If your loss stays constant for the whole training, this might point to a detached tensor during the forward pass.
Could you check the .grad_fn of the model output as well as look for detach() calls or .data usage?
If possible, could you post the code so that we could have a look?

seankala · January 14, 2020, 7:27am

Hi, thanks for the reply. The model outputs a total of three values, and I’m only using two right now:

output1, output2, _ = self.model(input_profiles_pos, input_drugs_pos)
neg_output1, output2, _ = self.model(input_profiles_neg, input_drugs_neg)

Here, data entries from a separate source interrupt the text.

//! reamerge - merge recorded sessions into a mix template
//!
//! Subcommands:
//! - `reamerge inspect <session>...` - Summarize sessions
//! - `reamerge plan <session>...` - Show session offsets on the merged timeline
//! - `reamerge match --template <t> <session>...` - Show the track assignment
//! - `reamerge merge --template <t> --output <o> <session>...` - Write the merged project
//! - `reamerge config` - Print the effective configuration

use std::path::PathBuf;

use anyhow::{Context, Result};
use clap::{Args, Parser, Subcommand};
use mergeconf::MergeConfig;

mod commands;

use commands::{MatchSettings, MergeSettings};

#[derive(Parser)]
#[command(name = "reamerge")]
#[command(about = "Merge recorded sessions into a mix template")]
#[command(version)]
struct Cli {
    /// Config file, used instead of ./reamerge.toml
    #[arg(long, global = true)]
    config: Option<PathBuf>,

    /// Print JSON instead of text
    #[arg(long, global = true)]
    json: bool,

    #[command(subcommand)]
    command: Commands,
}

#[derive(Args)]
struct MatchArgs {
    /// Alias as PATTERN=DESTINATION (wildcards allowed); repeatable
    #[arg(short, long = "alias")]
    aliases: Vec<String>,

    /// Lowest score for an automatic match (0 to 1)
    #[arg(long)]
    threshold: Option<f64>,
}

#[derive(Subcommand)]
enum Commands {
    /// Summarize sessions: tempo, tracks, markers, length
    Inspect {
        /// Session files
        #[arg(required = true)]
        sessions: Vec<PathBuf>,
    },

    /// Show where each session starts on the merged timeline
    Plan {
        /// Session files, in timeline order
        #[arg(required = true)]
        sessions: Vec<PathBuf>,

        /// Empty measures between sessions
        #[arg(short, long)]
        gap: Option<u32>,
    },

    /// Match session tracks to template tracks
    Match {
        /// Template project
        #[arg(short, long)]
        template: Option<PathBuf>,

        /// Session files
        #[arg(required = true)]
        sessions: Vec<PathBuf>,

        #[command(flatten)]
        matching: MatchArgs,
    },

    /// Merge sessions into the template and write the result
    Merge {
        /// Template project
        #[arg(short, long)]
        template: Option<PathBuf>,

        /// Where to write the merged project
        #[arg(short, long)]
        output: PathBuf,

        /// Session files, in timeline order
        #[arg(required = true)]
        sessions: Vec<PathBuf>,

        /// Empty measures between sessions
        #[arg(short, long)]
        gap: Option<u32>,

        /// Leave lanes as recorded instead of aligning them
        #[arg(long)]
        no_align_lanes: bool,

        /// Remove template tracks that received nothing
        #[arg(long)]
        cleanup: bool,

        /// Prefix merged marker names with their session name
        #[arg(long)]
        prefix_markers: bool,

        #[command(flatten)]
        matching: MatchArgs,
    },

    /// Print the effective configuration and where it came from
    Config,
}

fn match_settings(args: MatchArgs, config: &MergeConfig) -> Result<MatchSettings> {
    let threshold = args.threshold.unwrap_or(config.matching.threshold);
    if !(0.0..=1.0).contains(&threshold) {
        anyhow::bail!("--threshold must be between 0 and 1, got {}", threshold);
    }
    Ok(MatchSettings {
        threshold,
        aliases: args.aliases,
    })
}

fn main() -> Result<()> {
    let cli = Cli::parse();

    let (config, sources) =
        MergeConfig::load_with_sources_from(cli.config.as_deref()).context("Failed to load configuration")?;

    // Logs go to stderr so --json output stays clean
    tracing_subscriber::fmt()
        .with_writer(std::io::stderr)
        .with_env_filter(
            tracing_subscriber::EnvFilter::try_from_default_env()
                .unwrap_or_else(|_| tracing_subscriber::EnvFilter::new(&config.logging.level)),
        )
        .init();

    match cli.command {
        Commands::Inspect { sessions } => {
            commands::inspect(&sessions, config.merge.gap_measures, cli.json)?;
        }
        Commands::Plan { sessions, gap } => {
            commands::plan(&sessions, gap.unwrap_or(config.merge.gap_measures), cli.json)?;
        }
        Commands::Match {
            template,
            sessions,
            matching,
        } => {
            let template = commands::resolve_template(template, &config)?;
            let matching = match_settings(matching, &config)?;
            commands::match_tracks(&template, &sessions, &matching, &config, cli.json)?;
        }
        Commands::Merge {
            template,
            output,
            sessions,
            gap,
            no_align_lanes,
            cleanup,
            prefix_markers,
            matching,
        } => {
            let template = commands::resolve_template(template, &config)?;
            let matching = match_settings(matching, &config)?;
            let settings = MergeSettings {
                gap: gap.unwrap_or(config.merge.gap_measures),
                align_lanes: config.merge.align_lanes && !no_align_lanes,
                cleanup: cleanup || config.merge.cleanup_unused,
                prefix_markers: prefix_markers || config.merge.prefix_markers,
                output,
            };
            commands::merge(&template, &sessions, &matching, &settings, &config, cli.json)?;
        }
        Commands::Config => {
            commands::show_config(&config, &sources, cli.json)?;
        }
    }

    Ok(())
}
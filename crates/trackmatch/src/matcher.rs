use std::cmp::Ordering;
use std::collections::{BTreeMap, BTreeSet};

use serde::{Deserialize, Serialize};
use tracing::{debug, info};

use crate::alias::AliasSet;
use crate::assignment::{Assignment, CellOrigin};
use crate::destination::Destinations;
use crate::normalize::{normalize, numeric_suffix};
use crate::score::{score, MatchTier};

/// Minimum score for an automatic track match.
pub const DEFAULT_THRESHOLD: f64 = 0.60;

/// A source track offered for matching.
#[derive(Debug, Clone, PartialEq, Eq)]
pub struct SourceName<'a> {
    pub index: usize,
    pub name: &'a str,
}

#[derive(Debug, Clone, PartialEq, Serialize, Deserialize)]
pub struct MatchResult {
    pub destination: usize,
    pub session: usize,
    pub source: usize,
    pub score: f64,
    pub tier: MatchTier,
}

/// One scored `(destination, source)` pair above the threshold.
#[derive(Debug, Clone, PartialEq)]
struct Candidate {
    destination: usize,
    source: usize,
    score: f64,
    tier: MatchTier,
    /// Number suffix when the destination has numbered siblings.
    sibling_number: Option<u32>,
    destination_len: usize,
}

impl Candidate {
    /// Total order: best score, then lowest-numbered sibling, then shorter
    /// destination name, then track and source position.
    fn priority(&self, other: &Self) -> Ordering {
        other
            .score
            .total_cmp(&self.score)
            .then_with(|| match (self.sibling_number, other.sibling_number) {
                (Some(a), Some(b)) => a.cmp(&b),
                (Some(_), None) => Ordering::Less,
                (None, Some(_)) => Ordering::Greater,
                (None, None) => Ordering::Equal,
            })
            .then_with(|| self.destination_len.cmp(&other.destination_len))
            .then_with(|| self.destination.cmp(&other.destination))
            .then_with(|| self.source.cmp(&other.source))
    }
}

pub struct TrackMatcher {
    threshold: f64,
    aliases: AliasSet,
}

impl Default for TrackMatcher {
    fn default() -> Self {
        TrackMatcher::new(DEFAULT_THRESHOLD, AliasSet::default())
    }
}

impl TrackMatcher {
    pub fn new(threshold: f64, aliases: AliasSet) -> Self {
        Self { threshold, aliases }
    }

    pub fn threshold(&self) -> f64 {
        self.threshold
    }

    /// Auto-match one session's sources onto free eligible destinations.
    ///
    /// Existing cells of the session are kept; only destinations with no
    /// source from this session and sources not yet placed are considered.
    /// Folder locks are synced afterwards.
    pub fn auto_match_session(
        &self,
        assignment: &mut Assignment,
        destinations: &mut Destinations,
        session: usize,
        sources: &[SourceName<'_>],
    ) -> Vec<MatchResult> {
        let mut free_dests: BTreeMap<usize, String> = destinations
            .eligible()
            .filter(|d| assignment.cell(d.index, session).is_none())
            .map(|d| (d.index, normalize(&d.name)))
            .collect();
        let mut free_sources: BTreeSet<usize> = sources
            .iter()
            .filter(|s| assignment.destination_of(session, s.index).is_none())
            .map(|s| s.index)
            .collect();

        let mut results = Vec::new();

        // Aliases run before any scoring
        for source in sources {
            if !free_sources.contains(&source.index) {
                continue;
            }
            let hit = self.aliases.targets_for(source.name).find_map(|target| {
                free_dests
                    .iter()
                    .find(|(_, name)| name.as_str() == target)
                    .map(|(index, _)| *index)
            });
            if let Some(dest) = hit {
                if assignment.set(dest, session, source.index, CellOrigin::Auto) {
                    debug!(session, source = source.name, dest, "alias match");
                    free_dests.remove(&dest);
                    free_sources.remove(&source.index);
                    results.push(MatchResult {
                        destination: dest,
                        session,
                        source: source.index,
                        score: 1.0,
                        tier: MatchTier::Alias,
                    });
                }
            }
        }

        let candidates = self.candidates(&free_dests, sources, &free_sources);

        // Group by source in order of each source's best pair
        let mut order: Vec<usize> = Vec::new();
        let mut by_source: BTreeMap<usize, Vec<&Candidate>> = BTreeMap::new();
        for c in &candidates {
            if !by_source.contains_key(&c.source) {
                order.push(c.source);
            }
            by_source.entry(c.source).or_default().push(c);
        }

        for source in order {
            let Some(pick) = by_source[&source]
                .iter()
                .find(|c| free_dests.contains_key(&c.destination))
            else {
                continue;
            };
            if assignment.set(pick.destination, session, source, CellOrigin::Auto) {
                free_dests.remove(&pick.destination);
                results.push(MatchResult {
                    destination: pick.destination,
                    session,
                    source,
                    score: pick.score,
                    tier: pick.tier,
                });
            }
        }

        destinations.sync_folder_locks(assignment);
        info!(
            session,
            matched = results.len(),
            unmatched = sources.len().saturating_sub(results.len()),
            "auto-matched session"
        );
        results
    }

    /// Auto-match every session independently.
    pub fn auto_match_all<'a>(
        &self,
        assignment: &mut Assignment,
        destinations: &mut Destinations,
        sessions: impl IntoIterator<Item = Vec<SourceName<'a>>>,
    ) -> Vec<MatchResult> {
        sessions
            .into_iter()
            .enumerate()
            .flat_map(|(session, sources)| {
                self.auto_match_session(assignment, destinations, session, &sources)
            })
            .collect()
    }

    fn candidates(
        &self,
        free_dests: &BTreeMap<usize, String>,
        sources: &[SourceName<'_>],
        free_sources: &BTreeSet<usize>,
    ) -> Vec<Candidate> {
        // Base names that occur with a number on more than one destination
        let mut bases: BTreeMap<&str, usize> = BTreeMap::new();
        for name in free_dests.values() {
            if let Some((base, _)) = numeric_suffix(name) {
                *bases.entry(base).or_default() += 1;
            }
        }
        let sibling_number = |name: &str| {
            numeric_suffix(name)
                .filter(|(base, _)| bases.get(base).copied().unwrap_or(0) > 1)
                .map(|(_, n)| n)
        };

        let mut candidates = Vec::new();
        for source in sources.iter().filter(|s| free_sources.contains(&s.index)) {
            let source_norm = normalize(source.name);
            for (&dest, dest_norm) in free_dests {
                let s = score(&source_norm, dest_norm);
                if s.value < self.threshold {
                    continue;
                }
                candidates.push(Candidate {
                    destination: dest,
                    source: source.index,
                    score: s.value,
                    tier: s.tier,
                    sibling_number: sibling_number(dest_norm),
                    destination_len: dest_norm.chars().count(),
                });
            }
        }
        candidates.sort_by(|a, b| a.priority(b));
        candidates
    }
}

loss = self.criterion(output2, output1, neg_output1)

Just for some random background information, this is a bioinformatics project and profiles and drugs refer to genes and chemical compounds. self.criterion is triplet loss.

Each of the outputs’ .grad_fn returns:

>>> output1.grad_fn
<CopyBackwards object at 0x7f2caeee7278>
>>> neg_output1.grad_fn
<CopyBackwards object at 0x7f2caeee7278>

The code that I’m using is fairly long, but I’ll edit it into the original question.

I’m also not using any .detach or .data calls in the code.

seankala · January 14, 2020, 7:46am

I’m not sure if this is relevant or not, but I also checked the .grad and noticed that:

>>> type(output1.grad)
<class 'NoneType'>
>>> type(neg_output1.grad)
<class 'NoneType'>

Perhaps this is related to the problem?

ptrblck · January 14, 2020, 8:06am

Skimming through the code I cannot find any obvious errors, so we would need your model definition to debug it.

No, the .grad attribute won’t be kept for non-leaf tensors by default.
If you want to inspect this gradient, you would have to call output1.retain_grad() before calling backward.